Go through the records below and write each one out again unchanged.
*** Data listing
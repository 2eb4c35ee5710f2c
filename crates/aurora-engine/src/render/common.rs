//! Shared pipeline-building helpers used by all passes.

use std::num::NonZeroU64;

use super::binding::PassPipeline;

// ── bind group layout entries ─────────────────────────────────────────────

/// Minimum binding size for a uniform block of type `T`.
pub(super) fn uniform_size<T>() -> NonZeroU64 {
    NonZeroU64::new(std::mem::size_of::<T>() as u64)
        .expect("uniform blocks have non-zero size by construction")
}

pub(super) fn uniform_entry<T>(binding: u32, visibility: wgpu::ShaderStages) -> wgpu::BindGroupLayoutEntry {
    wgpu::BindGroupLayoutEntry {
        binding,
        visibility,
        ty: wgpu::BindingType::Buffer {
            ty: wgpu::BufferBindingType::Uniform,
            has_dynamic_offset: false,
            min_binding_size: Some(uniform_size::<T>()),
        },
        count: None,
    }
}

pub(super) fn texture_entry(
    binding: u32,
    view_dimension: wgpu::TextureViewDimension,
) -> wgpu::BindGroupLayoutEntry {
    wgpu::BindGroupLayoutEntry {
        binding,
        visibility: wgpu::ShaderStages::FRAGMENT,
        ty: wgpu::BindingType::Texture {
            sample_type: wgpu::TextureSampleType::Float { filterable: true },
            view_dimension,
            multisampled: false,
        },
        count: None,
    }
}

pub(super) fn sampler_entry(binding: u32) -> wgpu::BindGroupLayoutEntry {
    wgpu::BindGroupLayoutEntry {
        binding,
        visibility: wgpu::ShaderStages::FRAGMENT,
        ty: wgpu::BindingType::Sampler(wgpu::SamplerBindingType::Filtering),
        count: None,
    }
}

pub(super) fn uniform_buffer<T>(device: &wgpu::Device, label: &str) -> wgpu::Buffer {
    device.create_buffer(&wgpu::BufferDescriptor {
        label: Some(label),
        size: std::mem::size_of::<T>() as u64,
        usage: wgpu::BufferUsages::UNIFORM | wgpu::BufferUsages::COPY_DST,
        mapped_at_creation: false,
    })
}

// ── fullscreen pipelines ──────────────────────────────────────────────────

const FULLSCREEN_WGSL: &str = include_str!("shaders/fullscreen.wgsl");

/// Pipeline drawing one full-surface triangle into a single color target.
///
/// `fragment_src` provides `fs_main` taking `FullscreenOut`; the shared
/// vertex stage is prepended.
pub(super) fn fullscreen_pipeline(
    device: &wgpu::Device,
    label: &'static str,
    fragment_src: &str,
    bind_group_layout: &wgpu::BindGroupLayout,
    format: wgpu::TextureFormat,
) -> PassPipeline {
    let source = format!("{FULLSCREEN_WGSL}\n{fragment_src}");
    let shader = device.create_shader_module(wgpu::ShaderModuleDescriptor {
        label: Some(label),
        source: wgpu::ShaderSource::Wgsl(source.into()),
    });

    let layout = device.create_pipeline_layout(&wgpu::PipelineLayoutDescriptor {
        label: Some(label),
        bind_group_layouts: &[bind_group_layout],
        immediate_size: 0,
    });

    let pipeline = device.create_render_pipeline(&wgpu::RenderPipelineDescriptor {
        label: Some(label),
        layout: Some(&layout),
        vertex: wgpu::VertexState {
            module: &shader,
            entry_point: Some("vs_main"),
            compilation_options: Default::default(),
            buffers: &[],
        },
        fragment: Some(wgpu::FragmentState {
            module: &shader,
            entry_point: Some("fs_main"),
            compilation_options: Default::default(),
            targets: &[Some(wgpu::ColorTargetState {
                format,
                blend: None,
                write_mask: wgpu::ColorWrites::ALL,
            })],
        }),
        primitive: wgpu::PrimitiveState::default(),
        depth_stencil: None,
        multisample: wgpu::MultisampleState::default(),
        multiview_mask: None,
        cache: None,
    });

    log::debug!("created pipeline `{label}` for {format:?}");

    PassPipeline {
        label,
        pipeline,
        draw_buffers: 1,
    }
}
******
* Answer box:
repository 2eb4c35ee5710f2c
filename crates/aurora-engine/src/render/common.rs
//! Shared pipeline-building helpers used by all passes.

use std::num::NonZeroU64;

use super::binding::PassPipeline;

// ── bind group layout entries ─────────────────────────────────────────────

/// Minimum binding size for a uniform block of type `T`.
pub(super) fn uniform_size<T>() -> NonZeroU64 {
    NonZeroU64::new(std::mem::size_of::<T>() as u64)
        .expect("uniform blocks have non-zero size by construction")
}

pub(super) fn uniform_entry<T>(binding: u32, visibility: wgpu::ShaderStages) -> wgpu::BindGroupLayoutEntry {
    wgpu::BindGroupLayoutEntry {
        binding,
        visibility,
        ty: wgpu::BindingType::Buffer {
            ty: wgpu::BufferBindingType::Uniform,
            has_dynamic_offset: false,
            min_binding_size: Some(uniform_size::<T>()),
        },
        count: None,
    }
}

pub(super) fn texture_entry(
    binding: u32,
    view_dimension: wgpu::TextureViewDimension,
) -> wgpu::BindGroupLayoutEntry {
    wgpu::BindGroupLayoutEntry {
        binding,
        visibility: wgpu::ShaderStages::FRAGMENT,
        ty: wgpu::BindingType::Texture {
            sample_type: wgpu::TextureSampleType::Float { filterable: true },
            view_dimension,
            multisampled: false,
        },
        count: None,
    }
}

pub(super) fn sampler_entry(binding: u32) -> wgpu::BindGroupLayoutEntry {
    wgpu::BindGroupLayoutEntry {
        binding,
        visibility: wgpu::ShaderStages::FRAGMENT,
        ty: wgpu::BindingType::Sampler(wgpu::SamplerBindingType::Filtering),
        count: None,
    }
}

pub(super) fn uniform_buffer<T>(device: &wgpu::Device, label: &str) -> wgpu::Buffer {
    device.create_buffer(&wgpu::BufferDescriptor {
        label: Some(label),
        size: std::mem::size_of::<T>() as u64,
        usage: wgpu::BufferUsages::UNIFORM | wgpu::BufferUsages::COPY_DST,
        mapped_at_creation: false,
    })
}

// ── fullscreen pipelines ──────────────────────────────────────────────────

const FULLSCREEN_WGSL: &str = include_str!("shaders/fullscreen.wgsl");

/// Pipeline drawing one full-surface triangle into a single color target.
///
/// `fragment_src` provides `fs_main` taking `FullscreenOut`; the shared
/// vertex stage is prepended.
pub(super) fn fullscreen_pipeline(
    device: &wgpu::Device,
    label: &'static str,
    fragment_src: &str,
    bind_group_layout: &wgpu::BindGroupLayout,
    format: wgpu::TextureFormat,
) -> PassPipeline {
    let source = format!("{FULLSCREEN_WGSL}\n{fragment_src}");
    let shader = device.create_shader_module(wgpu::ShaderModuleDescriptor {
        label: Some(label),
        source: wgpu::ShaderSource::Wgsl(source.into()),
    });

    let layout = device.create_pipeline_layout(&wgpu::PipelineLayoutDescriptor {
        label: Some(label),
        bind_group_layouts: &[bind_group_layout],
        immediate_size: 0,
    });

    let pipeline = device.create_render_pipeline(&wgpu::RenderPipelineDescriptor {
        label: Some(label),
        layout: Some(&layout),
        vertex: wgpu::VertexState {
            module: &shader,
            entry_point: Some("vs_main"),
            compilation_options: Default::default(),
            buffers: &[],
        },
        fragment: Some(wgpu::FragmentState {
            module: &shader,
            entry_point: Some("fs_main"),
            compilation_options: Default::default(),
            targets: &[Some(wgpu::ColorTargetState {
                format,
                blend: None,
                write_mask: wgpu::ColorWrites::ALL,
            })],
        }),
        primitive: wgpu::PrimitiveState::default(),
        depth_stencil: None,
        multisample: wgpu::MultisampleState::default(),
        multiview_mask: None,
        cache: None,
    });

    log::debug!("created pipeline `{label}` for {format:?}");

    PassPipeline {
        label,
        pipeline,
        draw_buffers: 1,
    }
}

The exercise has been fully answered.